▸ ACTIVITY:
Exactly the lines below from the one with "the generated suffix." up to and including the one with "pub struct $name(String);" make up the answer, with nothing else added.

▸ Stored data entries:
● ● ● ● ● ● ●

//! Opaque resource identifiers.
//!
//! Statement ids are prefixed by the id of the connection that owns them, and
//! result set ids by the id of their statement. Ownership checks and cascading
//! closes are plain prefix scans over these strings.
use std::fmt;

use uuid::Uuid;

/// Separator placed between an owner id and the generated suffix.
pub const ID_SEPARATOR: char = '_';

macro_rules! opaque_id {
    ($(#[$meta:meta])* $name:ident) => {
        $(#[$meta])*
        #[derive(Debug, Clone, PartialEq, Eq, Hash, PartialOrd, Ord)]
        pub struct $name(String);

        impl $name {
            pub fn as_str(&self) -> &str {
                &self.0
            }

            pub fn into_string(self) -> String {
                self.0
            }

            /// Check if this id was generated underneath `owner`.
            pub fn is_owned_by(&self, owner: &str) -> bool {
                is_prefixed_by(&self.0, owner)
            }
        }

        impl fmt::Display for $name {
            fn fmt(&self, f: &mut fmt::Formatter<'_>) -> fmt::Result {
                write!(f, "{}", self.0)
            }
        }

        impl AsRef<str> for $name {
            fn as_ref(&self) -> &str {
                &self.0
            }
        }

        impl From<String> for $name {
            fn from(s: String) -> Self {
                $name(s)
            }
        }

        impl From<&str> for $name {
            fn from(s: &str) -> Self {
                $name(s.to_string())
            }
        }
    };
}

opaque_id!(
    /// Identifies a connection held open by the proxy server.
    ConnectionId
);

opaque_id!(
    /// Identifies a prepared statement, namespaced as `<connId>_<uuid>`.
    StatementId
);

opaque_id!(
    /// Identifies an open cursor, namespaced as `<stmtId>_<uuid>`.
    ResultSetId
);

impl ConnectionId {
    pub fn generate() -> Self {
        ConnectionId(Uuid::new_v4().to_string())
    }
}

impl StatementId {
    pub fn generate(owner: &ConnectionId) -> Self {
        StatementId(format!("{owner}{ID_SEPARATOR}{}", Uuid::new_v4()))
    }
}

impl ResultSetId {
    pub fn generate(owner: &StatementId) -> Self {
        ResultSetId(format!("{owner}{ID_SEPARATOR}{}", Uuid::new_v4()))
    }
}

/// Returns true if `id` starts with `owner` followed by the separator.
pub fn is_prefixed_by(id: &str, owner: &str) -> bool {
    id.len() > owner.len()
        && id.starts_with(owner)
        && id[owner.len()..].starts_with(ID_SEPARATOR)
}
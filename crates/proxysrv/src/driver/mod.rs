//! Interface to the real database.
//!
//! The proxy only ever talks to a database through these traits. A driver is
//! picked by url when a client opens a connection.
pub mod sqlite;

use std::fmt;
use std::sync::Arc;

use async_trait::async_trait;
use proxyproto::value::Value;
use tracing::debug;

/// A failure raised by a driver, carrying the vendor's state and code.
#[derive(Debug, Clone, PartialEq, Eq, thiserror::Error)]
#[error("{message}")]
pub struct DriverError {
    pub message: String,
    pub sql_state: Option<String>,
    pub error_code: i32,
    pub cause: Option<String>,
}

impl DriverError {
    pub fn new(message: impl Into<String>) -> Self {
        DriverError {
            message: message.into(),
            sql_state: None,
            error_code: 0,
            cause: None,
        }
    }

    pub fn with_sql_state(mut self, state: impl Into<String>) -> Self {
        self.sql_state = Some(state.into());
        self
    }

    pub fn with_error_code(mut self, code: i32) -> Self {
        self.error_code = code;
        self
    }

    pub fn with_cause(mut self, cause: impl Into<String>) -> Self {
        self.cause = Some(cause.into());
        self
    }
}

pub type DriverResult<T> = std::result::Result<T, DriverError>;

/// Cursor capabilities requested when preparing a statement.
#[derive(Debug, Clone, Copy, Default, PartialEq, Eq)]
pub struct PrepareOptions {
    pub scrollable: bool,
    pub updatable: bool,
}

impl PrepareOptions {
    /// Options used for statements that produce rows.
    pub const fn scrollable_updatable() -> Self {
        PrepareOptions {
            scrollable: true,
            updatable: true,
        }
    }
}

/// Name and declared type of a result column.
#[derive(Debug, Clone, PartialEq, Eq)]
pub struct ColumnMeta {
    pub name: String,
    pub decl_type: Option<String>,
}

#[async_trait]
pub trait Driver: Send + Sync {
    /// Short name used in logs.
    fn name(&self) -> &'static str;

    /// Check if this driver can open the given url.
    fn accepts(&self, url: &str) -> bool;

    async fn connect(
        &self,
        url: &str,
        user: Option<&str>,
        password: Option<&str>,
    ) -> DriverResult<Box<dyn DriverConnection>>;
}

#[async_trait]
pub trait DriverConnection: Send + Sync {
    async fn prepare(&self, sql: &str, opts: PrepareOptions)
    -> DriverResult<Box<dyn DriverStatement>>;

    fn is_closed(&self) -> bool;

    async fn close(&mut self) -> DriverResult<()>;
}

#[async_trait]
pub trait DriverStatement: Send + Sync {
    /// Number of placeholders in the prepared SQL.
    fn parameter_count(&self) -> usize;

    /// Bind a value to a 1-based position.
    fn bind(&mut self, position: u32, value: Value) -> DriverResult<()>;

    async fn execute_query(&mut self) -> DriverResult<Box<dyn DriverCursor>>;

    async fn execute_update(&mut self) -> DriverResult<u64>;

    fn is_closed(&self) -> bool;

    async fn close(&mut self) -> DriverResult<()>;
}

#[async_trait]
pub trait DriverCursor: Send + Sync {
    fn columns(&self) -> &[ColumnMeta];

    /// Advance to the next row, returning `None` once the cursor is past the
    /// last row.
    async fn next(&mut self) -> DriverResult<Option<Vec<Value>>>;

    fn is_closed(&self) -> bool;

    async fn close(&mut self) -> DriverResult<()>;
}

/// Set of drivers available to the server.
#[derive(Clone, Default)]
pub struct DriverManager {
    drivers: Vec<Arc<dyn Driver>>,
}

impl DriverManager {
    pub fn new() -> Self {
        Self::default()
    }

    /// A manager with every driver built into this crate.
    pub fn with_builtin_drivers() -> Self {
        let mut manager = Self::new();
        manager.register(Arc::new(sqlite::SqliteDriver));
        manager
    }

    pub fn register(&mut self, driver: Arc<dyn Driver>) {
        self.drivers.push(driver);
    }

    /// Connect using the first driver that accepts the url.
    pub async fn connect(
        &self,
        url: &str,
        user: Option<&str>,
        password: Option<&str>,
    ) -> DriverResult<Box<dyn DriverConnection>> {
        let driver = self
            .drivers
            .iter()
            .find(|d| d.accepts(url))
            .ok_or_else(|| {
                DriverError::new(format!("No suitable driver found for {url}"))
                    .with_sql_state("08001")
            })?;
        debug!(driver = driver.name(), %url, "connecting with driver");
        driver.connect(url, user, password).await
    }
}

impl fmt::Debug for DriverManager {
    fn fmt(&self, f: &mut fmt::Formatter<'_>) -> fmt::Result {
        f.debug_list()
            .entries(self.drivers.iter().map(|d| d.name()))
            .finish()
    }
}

● ● ● ● ● ● ●

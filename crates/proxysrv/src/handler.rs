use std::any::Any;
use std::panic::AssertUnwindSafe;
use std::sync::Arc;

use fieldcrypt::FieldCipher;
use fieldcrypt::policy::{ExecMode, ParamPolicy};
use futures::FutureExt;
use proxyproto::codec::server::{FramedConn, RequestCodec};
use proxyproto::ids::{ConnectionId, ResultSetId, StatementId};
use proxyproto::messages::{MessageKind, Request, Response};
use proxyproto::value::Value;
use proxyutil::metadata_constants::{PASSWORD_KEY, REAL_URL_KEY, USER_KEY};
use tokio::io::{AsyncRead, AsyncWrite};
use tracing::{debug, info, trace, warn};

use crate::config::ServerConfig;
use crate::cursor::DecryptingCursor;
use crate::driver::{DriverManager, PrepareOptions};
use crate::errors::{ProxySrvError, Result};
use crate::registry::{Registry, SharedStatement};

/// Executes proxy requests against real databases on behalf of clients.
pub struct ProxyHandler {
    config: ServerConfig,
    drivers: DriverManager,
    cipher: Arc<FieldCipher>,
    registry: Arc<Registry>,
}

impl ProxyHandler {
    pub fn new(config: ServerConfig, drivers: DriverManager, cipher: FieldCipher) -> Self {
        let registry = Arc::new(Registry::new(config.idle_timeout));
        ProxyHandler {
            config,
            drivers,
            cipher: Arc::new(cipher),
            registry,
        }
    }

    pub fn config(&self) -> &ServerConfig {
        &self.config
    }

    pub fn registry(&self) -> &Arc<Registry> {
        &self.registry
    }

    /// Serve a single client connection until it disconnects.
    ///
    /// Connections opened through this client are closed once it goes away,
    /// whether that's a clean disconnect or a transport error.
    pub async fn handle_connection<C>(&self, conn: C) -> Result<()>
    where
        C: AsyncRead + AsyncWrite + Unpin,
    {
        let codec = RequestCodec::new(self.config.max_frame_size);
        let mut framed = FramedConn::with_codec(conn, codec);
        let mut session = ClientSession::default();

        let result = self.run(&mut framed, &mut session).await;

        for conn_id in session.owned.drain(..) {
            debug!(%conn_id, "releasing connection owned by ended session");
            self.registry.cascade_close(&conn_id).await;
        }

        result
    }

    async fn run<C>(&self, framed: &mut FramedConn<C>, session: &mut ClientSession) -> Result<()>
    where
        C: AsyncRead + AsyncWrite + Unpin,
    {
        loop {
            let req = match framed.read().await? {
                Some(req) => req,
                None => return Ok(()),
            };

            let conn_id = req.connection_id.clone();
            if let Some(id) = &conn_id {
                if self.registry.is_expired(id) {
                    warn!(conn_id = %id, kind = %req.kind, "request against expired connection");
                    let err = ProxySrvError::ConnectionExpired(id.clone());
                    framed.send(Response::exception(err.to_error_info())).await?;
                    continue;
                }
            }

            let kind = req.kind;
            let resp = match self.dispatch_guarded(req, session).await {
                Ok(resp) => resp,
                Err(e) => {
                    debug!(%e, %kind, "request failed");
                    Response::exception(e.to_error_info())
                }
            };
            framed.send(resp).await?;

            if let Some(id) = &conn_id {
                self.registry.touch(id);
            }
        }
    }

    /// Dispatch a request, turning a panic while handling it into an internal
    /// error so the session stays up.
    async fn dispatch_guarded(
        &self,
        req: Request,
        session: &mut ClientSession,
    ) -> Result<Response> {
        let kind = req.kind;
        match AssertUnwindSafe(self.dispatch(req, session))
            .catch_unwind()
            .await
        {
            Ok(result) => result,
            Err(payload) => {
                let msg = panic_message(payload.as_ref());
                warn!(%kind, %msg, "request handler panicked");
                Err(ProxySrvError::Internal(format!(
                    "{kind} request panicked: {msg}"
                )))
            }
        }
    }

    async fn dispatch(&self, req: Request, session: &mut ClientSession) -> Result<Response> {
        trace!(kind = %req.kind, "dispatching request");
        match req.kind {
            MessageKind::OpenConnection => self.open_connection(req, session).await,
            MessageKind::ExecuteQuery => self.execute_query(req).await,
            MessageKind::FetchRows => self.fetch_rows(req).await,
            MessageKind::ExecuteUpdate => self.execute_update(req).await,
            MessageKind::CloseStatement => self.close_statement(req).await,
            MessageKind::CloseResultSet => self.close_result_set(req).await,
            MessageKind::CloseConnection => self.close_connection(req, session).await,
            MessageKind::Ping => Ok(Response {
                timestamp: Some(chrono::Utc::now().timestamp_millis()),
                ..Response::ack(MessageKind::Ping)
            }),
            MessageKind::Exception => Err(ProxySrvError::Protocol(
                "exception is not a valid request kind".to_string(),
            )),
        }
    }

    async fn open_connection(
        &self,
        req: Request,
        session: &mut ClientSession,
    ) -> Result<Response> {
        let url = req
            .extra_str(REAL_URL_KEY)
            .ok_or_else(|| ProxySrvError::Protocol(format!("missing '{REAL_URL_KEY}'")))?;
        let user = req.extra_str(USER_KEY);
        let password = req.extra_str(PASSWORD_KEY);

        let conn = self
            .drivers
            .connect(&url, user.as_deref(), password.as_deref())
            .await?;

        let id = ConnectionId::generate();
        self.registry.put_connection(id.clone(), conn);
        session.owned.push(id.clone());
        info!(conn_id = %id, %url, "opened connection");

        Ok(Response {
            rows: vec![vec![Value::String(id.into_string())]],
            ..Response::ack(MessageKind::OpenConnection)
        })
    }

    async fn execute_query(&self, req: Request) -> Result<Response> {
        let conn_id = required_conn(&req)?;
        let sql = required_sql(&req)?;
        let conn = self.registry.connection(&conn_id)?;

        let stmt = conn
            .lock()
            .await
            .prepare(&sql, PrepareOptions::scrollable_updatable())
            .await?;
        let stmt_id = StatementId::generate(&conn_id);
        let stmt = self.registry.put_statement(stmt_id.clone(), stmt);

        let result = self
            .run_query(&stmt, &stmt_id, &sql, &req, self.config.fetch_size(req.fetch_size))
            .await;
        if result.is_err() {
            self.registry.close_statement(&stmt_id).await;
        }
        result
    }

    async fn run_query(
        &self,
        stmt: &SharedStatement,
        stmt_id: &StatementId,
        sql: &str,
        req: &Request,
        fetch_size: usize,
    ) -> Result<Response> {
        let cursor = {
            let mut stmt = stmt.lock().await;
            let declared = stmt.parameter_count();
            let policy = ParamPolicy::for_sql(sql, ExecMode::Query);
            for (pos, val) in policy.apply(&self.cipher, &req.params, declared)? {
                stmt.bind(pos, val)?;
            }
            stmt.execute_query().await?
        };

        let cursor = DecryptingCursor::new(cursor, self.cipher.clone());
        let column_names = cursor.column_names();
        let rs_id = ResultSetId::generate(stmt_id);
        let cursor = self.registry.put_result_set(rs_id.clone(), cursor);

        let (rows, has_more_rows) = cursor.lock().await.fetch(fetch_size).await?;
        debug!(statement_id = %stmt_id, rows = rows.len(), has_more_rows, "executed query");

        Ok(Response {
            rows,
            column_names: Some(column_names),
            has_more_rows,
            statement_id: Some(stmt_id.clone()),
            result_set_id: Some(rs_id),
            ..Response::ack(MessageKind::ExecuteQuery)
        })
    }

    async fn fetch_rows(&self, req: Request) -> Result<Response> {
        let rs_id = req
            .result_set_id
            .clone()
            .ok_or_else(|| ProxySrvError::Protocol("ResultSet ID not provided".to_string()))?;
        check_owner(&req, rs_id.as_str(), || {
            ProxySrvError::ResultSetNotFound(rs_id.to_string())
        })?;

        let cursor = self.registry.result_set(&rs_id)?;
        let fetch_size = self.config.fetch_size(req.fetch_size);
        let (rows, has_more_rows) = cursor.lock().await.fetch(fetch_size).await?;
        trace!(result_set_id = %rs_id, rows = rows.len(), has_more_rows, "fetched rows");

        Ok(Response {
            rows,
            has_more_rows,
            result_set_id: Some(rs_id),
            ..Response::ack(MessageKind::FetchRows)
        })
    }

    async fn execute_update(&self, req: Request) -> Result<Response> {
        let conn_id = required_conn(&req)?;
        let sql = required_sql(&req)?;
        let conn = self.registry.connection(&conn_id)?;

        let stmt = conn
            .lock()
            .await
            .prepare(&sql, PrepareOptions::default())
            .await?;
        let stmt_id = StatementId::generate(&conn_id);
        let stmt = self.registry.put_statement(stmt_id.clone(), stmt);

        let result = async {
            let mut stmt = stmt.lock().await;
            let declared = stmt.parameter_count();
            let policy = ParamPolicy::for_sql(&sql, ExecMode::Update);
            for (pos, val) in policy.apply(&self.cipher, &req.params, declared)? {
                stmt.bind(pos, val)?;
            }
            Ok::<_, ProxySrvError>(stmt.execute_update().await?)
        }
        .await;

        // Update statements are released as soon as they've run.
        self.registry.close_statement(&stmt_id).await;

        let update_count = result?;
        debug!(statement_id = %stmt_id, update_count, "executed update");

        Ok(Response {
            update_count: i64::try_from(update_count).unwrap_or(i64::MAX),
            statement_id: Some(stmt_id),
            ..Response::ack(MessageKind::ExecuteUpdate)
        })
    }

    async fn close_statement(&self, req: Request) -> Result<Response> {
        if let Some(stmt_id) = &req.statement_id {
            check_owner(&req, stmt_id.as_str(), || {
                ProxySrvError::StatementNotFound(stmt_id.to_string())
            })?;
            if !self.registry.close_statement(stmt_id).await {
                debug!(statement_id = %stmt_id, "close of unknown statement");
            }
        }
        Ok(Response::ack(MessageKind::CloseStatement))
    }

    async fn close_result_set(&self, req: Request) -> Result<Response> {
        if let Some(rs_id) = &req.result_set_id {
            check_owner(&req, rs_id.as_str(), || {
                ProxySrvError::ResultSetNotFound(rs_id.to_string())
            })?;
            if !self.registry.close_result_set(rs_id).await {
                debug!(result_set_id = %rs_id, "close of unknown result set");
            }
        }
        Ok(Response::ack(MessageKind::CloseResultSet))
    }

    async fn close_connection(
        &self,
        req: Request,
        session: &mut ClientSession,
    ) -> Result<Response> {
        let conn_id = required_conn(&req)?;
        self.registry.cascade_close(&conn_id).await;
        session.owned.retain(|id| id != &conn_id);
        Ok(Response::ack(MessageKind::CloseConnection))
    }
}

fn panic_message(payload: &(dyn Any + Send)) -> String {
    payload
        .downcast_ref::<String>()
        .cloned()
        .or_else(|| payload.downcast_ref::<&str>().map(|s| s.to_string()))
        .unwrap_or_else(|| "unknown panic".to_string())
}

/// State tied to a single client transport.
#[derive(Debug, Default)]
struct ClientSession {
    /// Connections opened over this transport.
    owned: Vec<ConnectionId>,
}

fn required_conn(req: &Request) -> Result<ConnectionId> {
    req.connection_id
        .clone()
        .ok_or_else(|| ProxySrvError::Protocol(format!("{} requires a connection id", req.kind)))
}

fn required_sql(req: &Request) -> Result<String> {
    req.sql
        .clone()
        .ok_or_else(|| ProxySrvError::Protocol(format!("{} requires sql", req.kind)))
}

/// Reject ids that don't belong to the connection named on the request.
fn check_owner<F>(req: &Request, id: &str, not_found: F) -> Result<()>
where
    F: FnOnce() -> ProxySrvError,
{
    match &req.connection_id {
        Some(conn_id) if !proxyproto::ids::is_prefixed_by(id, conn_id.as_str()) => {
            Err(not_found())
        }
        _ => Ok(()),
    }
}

● ● ● ● ● ● ●

▸ TASK RESPONSE:
/// Separator placed between an owner id and the generated suffix.
pub const ID_SEPARATOR: char = '_';

macro_rules! opaque_id {
    ($(#[$meta:meta])* $name:ident) => {
        $(#[$meta])*
        #[derive(Debug, Clone, PartialEq, Eq, Hash, PartialOrd, Ord)]
        pub struct $name(String);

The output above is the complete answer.